> [PROBLEM STATEMENT]:
Using the data below, return every line that holds the word "rationale".

> [RECORDS SUPPLIED]:
###

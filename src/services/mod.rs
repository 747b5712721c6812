//! Application services implementing the experiment engine's operations on
//! top of the domain ports.

pub mod assignor;
pub mod evaluator;
pub mod lifecycle;
pub mod recorder;
pub mod registry;
pub mod suggestions;

pub use assignor::{pick_variant, VariantAssignor};
pub use evaluator::{
    decide, two_proportion_p_value, Evaluation, SignificanceEvaluator, VariantStats, Verdict,
};
pub use lifecycle::LifecycleController;
pub use recorder::EventRecorder;
pub use registry::TestRegistry;
pub use suggestions::SuggestionService;
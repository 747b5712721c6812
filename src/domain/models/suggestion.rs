//! Variant content suggestions from the external generative collaborator.
//!
//! The engine never produces these itself; it forwards the request and
//! returns whatever structured suggestions come back.

use serde::{Deserialize, Serialize};

/// A request for content suggestions for an element under test.
#[derive(Debug, Clone, Serialize, Deserialize)]
pub struct SuggestionRequest {
    /// Opaque selector for the element
    pub element_selector: String,
    /// Element kind as the caller describes it (e.g. "headline", "button")
    pub element_type: String,
    /// Current content of the element
    pub current_content: String,
}

/// One suggested alternative for the element under test.
#[derive(Debug, Clone, PartialEq, Serialize, Deserialize)]
pub struct Suggestion {
    /// Suggested replacement content
    pub content: String,
    /// Provider's rationale, when given
    #[serde(default)]
    pub rationale: Option<String>,
}

impl Suggestion {
    pub fn new(content: impl Into<String>) -> Self {
        Self { content: content.into(), rationale: None }
    }
}

/// Static fallback returned when the provider is unreachable or errors.
pub fn fallback_suggestions(request: &SuggestionRequest) -> Vec<Suggestion> {
    vec![
        Suggestion::new(format!("Try a shorter version of \"{}\"", request.current_content)),
        Suggestion::new(format!(
            "Add a clear call to action near {}",
            request.element_selector
        )),
        Suggestion::new("Lead with the benefit, not the feature"),
    ]
}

###

> [TASK OUTPUT]:
    /// Provider's rationale, when given
    pub rationale: Option<String>,
        Self { content: content.into(), rationale: None }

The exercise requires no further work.